TASK STATEMENT:
Once the line containing "pub struct StackConfig" is found in the records below, return it and each following line exactly, up to and including the line containing "let mut config = Self::default();", and nothing else.

RECORDS:

Content starts

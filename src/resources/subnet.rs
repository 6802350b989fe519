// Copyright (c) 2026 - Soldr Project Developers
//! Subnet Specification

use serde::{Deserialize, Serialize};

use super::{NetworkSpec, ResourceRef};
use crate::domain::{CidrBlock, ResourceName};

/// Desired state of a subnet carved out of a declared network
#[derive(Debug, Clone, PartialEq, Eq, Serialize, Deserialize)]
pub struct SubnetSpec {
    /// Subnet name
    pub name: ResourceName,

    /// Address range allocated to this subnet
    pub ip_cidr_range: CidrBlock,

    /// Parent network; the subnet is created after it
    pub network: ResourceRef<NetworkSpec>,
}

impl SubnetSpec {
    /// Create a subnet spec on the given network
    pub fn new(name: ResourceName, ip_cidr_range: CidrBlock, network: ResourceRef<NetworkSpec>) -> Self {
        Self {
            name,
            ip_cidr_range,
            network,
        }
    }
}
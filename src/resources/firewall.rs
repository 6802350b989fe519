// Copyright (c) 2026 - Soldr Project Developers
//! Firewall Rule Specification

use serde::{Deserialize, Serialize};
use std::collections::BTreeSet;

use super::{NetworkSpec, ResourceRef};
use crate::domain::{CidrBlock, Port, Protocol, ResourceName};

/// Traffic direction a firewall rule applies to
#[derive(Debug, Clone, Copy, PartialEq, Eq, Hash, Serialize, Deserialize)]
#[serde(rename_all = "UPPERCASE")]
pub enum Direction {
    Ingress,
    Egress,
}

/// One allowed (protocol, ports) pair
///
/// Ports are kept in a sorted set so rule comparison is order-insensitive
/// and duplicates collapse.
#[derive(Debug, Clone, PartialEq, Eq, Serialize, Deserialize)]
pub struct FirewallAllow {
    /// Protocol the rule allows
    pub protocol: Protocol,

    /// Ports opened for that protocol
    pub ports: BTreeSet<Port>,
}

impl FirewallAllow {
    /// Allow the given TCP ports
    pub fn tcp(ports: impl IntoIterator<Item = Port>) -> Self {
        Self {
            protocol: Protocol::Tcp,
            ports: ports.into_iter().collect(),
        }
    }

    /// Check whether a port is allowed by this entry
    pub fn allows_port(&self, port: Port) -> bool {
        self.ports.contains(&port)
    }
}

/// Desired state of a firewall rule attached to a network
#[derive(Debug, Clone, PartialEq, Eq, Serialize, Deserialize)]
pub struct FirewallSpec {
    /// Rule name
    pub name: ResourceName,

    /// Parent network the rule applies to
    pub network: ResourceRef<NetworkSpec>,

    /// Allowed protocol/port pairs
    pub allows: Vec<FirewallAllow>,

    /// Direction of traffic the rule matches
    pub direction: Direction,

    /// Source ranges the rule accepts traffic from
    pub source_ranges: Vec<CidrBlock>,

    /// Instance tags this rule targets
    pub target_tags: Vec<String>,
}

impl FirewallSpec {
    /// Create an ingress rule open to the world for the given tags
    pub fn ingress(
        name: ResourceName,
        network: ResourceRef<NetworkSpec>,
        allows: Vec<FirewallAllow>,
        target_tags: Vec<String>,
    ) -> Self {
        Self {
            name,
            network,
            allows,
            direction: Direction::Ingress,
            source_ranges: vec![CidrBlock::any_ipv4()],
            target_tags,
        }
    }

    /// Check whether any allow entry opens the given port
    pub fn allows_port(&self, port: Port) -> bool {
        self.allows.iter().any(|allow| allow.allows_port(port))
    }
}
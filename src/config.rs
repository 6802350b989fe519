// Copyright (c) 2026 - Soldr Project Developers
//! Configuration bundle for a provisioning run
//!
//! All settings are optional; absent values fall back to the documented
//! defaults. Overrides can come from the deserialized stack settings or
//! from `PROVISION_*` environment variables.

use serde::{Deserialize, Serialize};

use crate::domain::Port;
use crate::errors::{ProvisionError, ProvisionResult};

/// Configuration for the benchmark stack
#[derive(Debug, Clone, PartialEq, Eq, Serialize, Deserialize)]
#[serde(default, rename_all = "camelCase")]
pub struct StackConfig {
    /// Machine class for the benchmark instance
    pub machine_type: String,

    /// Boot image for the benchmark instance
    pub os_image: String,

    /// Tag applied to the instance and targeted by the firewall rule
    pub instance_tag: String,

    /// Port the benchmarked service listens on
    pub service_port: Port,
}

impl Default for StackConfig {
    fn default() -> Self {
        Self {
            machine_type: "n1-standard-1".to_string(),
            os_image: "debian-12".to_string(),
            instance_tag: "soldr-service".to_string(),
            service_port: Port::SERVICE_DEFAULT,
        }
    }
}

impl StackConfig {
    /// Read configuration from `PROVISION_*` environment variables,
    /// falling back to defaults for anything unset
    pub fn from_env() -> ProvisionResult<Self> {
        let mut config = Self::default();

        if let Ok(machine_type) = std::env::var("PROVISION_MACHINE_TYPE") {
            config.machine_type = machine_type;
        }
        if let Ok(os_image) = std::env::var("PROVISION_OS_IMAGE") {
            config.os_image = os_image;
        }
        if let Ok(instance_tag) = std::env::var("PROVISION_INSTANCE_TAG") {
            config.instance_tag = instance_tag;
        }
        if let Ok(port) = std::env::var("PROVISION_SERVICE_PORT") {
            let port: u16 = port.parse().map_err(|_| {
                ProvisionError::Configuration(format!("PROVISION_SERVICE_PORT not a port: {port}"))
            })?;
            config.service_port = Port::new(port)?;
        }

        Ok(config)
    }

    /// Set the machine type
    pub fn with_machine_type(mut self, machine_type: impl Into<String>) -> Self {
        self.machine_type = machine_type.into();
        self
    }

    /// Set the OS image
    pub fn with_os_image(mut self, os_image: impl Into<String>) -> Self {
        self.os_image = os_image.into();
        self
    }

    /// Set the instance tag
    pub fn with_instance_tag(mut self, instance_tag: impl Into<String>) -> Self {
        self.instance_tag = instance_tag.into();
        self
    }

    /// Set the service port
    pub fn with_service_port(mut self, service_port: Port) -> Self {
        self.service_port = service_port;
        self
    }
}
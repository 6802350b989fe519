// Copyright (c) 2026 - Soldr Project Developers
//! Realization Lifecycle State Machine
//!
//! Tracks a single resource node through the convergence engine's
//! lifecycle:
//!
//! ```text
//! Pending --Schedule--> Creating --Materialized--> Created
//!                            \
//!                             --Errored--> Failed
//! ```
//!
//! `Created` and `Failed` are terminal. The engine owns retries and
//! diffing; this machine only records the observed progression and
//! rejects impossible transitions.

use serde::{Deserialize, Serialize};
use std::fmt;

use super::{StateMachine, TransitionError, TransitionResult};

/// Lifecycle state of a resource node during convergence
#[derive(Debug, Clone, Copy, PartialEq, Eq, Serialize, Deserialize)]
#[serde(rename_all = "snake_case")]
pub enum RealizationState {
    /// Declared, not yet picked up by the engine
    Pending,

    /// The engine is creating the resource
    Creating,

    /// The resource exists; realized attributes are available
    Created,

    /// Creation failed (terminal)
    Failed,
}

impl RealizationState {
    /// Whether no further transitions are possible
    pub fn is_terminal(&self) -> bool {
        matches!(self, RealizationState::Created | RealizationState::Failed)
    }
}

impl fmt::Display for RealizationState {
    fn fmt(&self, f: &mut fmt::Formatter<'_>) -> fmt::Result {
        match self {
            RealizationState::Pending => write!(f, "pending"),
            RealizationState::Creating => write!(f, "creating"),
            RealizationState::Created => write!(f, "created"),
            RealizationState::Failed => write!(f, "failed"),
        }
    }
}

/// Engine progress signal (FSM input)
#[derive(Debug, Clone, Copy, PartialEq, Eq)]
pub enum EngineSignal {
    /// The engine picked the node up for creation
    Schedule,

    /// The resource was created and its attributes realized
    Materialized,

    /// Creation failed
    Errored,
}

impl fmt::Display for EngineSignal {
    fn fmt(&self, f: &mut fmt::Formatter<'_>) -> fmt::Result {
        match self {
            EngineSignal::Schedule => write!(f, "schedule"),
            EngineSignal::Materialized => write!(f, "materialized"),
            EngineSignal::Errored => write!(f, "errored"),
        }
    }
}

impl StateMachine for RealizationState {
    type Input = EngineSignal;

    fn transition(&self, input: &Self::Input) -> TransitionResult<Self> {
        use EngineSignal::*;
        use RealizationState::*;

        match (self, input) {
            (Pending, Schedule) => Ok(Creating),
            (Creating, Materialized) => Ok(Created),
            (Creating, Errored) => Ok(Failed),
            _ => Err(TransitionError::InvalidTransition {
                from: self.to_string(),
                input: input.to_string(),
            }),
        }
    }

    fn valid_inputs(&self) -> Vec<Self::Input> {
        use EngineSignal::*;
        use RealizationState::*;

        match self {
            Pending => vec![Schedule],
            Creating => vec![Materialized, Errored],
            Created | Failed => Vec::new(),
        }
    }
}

Content ends

OUTPUT:
pub struct StackConfig {
    /// Machine class for the benchmark instance
    pub machine_type: String,

    /// Boot image for the benchmark instance
    pub os_image: String,

    /// Tag applied to the instance and targeted by the firewall rule
    pub instance_tag: String,

    /// Port the benchmarked service listens on
    pub service_port: Port,
}

impl Default for StackConfig {
    fn default() -> Self {
        Self {
            machine_type: "n1-standard-1".to_string(),
            os_image: "debian-12".to_string(),
            instance_tag: "soldr-service".to_string(),
            service_port: Port::SERVICE_DEFAULT,
        }
    }
}

impl StackConfig {
    /// Read configuration from `PROVISION_*` environment variables,
    /// falling back to defaults for anything unset
    pub fn from_env() -> ProvisionResult<Self> {
        let mut config = Self::default();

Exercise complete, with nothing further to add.